- Born: March 5, 1978 (age 48) Sydney, NSW, Australia
- Occupations: Co-author of three cookbooks; Co-Founder & Director of SWIISH.com;
- Known for: Books - Super Green Smoothies, The Good Life and Simple and Lean

= Maha Corbett =

Australian cookbook author (born 1978)

Maha Corbett is an Australian author and web entrepreneur.

Corbett and her sister Sally Obermeder wrote the books Super Green Smoothies, The Good Life and Simple and Lean. She is the co-founder and director of swiish.com.

==Education and early career==

Corbett attended James Ruse Agricultural High School in Carlingford, New South Wales. She completed a Bachelor of Arts in the Division of Psychology at Macquarie University in 2006. In 2016, Corbett completed studies in health and nutrition through education, gaining accreditation with the International Institute for Complementary Therapists.

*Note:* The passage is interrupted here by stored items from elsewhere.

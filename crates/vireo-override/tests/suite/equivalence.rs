use std::collections::HashMap;

use vireo_override::TypeEquivalence;
use vireo_types::{substitutor_by_map, StructuralTypeContext, Substitutor, Type};

use crate::suite::fixture::Fixture;

#[test]
fn ground_types_are_reflexive() {
    let fx = Fixture::new();
    let eq = TypeEquivalence::new(&fx.store, &StructuralTypeContext);

    for ty in [fx.string(), fx.list(fx.int()), fx.unit()] {
        assert!(eq.is_equal_types(&ty, &ty, &Substitutor::Empty));
    }
}

#[test]
fn read_only_and_mutable_collections_compare_equal() {
    let fx = Fixture::new();
    let eq = TypeEquivalence::new(&fx.store, &StructuralTypeContext);

    let read_only = fx.list(fx.string());
    let mutable = fx.mutable_list(fx.string());
    assert!(eq.is_equal_types(&mutable, &read_only, &Substitutor::Empty));
    assert!(eq.is_equal_types(&read_only, &mutable, &Substitutor::Empty));

    let set = fx.named("Set", vec![fx.string()]);
    assert!(!eq.is_equal_types(&set, &read_only, &Substitutor::Empty));
}

#[test]
fn type_arguments_are_ignored_by_default() {
    let fx = Fixture::new();
    let eq = TypeEquivalence::new(&fx.store, &StructuralTypeContext);

    let strings = fx.list(fx.string());
    let ints = fx.mutable_list(fx.int());
    assert!(eq.is_equal_types(&strings, &ints, &Substitutor::Empty));
}

#[test]
fn type_arguments_are_compared_when_enabled() {
    let fx = Fixture::new();
    let eq = TypeEquivalence::new(&fx.store, &StructuralTypeContext).with_type_arguments(true);

    let strings = fx.list(fx.string());
    let ints = fx.list(fx.int());
    let mutable_strings = fx.mutable_list(fx.string());
    assert!(!eq.is_equal_types(&strings, &ints, &Substitutor::Empty));
    assert!(eq.is_equal_types(&mutable_strings, &strings, &Substitutor::Empty));

    let flexible_arg = fx.list(Type::flexible(fx.string(), fx.string()));
    assert!(eq.is_equal_types(&flexible_arg, &strings, &Substitutor::Empty));
}

#[test]
fn flexible_types_compare_through_their_lower_bound() {
    let fx = Fixture::new();
    let eq = TypeEquivalence::new(&fx.store, &StructuralTypeContext);

    let flexible = Type::flexible(fx.string(), fx.named("Any", vec![]));
    assert!(eq.is_equal_types(&flexible, &fx.string(), &Substitutor::Empty));
    assert!(eq.is_equal_types(&fx.string(), &flexible, &Substitutor::Empty));
    assert!(!eq.is_equal_types(&flexible, &fx.named("Any", vec![]), &Substitutor::Empty));
}

#[test]
fn error_types_are_never_equal() {
    let fx = Fixture::new();
    let eq = TypeEquivalence::new(&fx.store, &StructuralTypeContext);

    assert!(!eq.is_equal_types(&Type::Error, &Type::Error, &Substitutor::Empty));
    assert!(!eq.is_equal_types(&Type::Error, &fx.string(), &Substitutor::Empty));
    assert!(!eq.is_equal_types(&fx.string(), &Type::Error, &Substitutor::Empty));

    let flexible_error = Type::flexible(Type::Error, Type::Error);
    assert!(!eq.is_equal_types(&flexible_error, &flexible_error, &Substitutor::Empty));
}

#[test]
fn type_parameters_compare_after_substitution() {
    let mut fx = Fixture::new();
    let number = fx.number();
    let t = fx.type_param("T", number.clone());
    let u = fx.type_param("U", number.clone());
    let eq = TypeEquivalence::new(&fx.store, &StructuralTypeContext);

    let t_ty = Type::TypeParam(t);
    let u_ty = Type::TypeParam(u);

    assert!(eq.is_equal_types(&t_ty, &t_ty, &Substitutor::Empty));
    assert!(!eq.is_equal_types(&t_ty, &u_ty, &Substitutor::Empty));
    assert!(!eq.is_equal_types(&number, &t_ty, &Substitutor::Empty));

    let erased = substitutor_by_map(HashMap::from([(t, number.clone()), (u, number.clone())]));
    assert!(eq.is_equal_types(&t_ty, &u_ty, &erased));
    assert!(eq.is_equal_types(&number, &t_ty, &erased));
    assert!(!eq.is_equal_types(&fx.string(), &t_ty, &erased));
}

#[test]
fn substitution_into_an_error_is_not_equal() {
    let mut fx = Fixture::new();
    let t = fx.type_param("T", Type::Error);
    let eq = TypeEquivalence::new(&fx.store, &StructuralTypeContext);

    let subst = substitutor_by_map(HashMap::from([(t, Type::Error)]));
    assert!(!eq.is_equal_types(&Type::TypeParam(t), &Type::TypeParam(t), &subst));
}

From 1999 to September 2010, Corbett worked as the Head of Investment Bank Human Resources. Corbett moved into a role as a Head of human resources at ANZ in 2010, where she was worked until March 2013.

== Career ==
In November 2012, Corbett and Obermeder launched swiish.com. The website focuses on living a stylish and affordable lifestyle. In 2015, swiish.com expanded into an online store.

In September 2014, Corbett and Obermeder released the e-book Super Green Smoothies In April 2015, Allen and Unwin published an extended paperback version of the book. The book is in its 12th reprint and has sold over 130,000 copies. In March 2016, the sisters released their cookbook, The Good Life.

Corbett and Obermeder launched their Super Green Smoothie 30 Day Smoothie Challenge. The challenge requires participants to drink one super green smoothie every day for 30 days, using the recipes provided.

In November 2016, Corbett and Obermeder launched Swish Wellness, an all-natural products brand. In September 2017, they released their third cookbook, Super Green, Simple and Lean.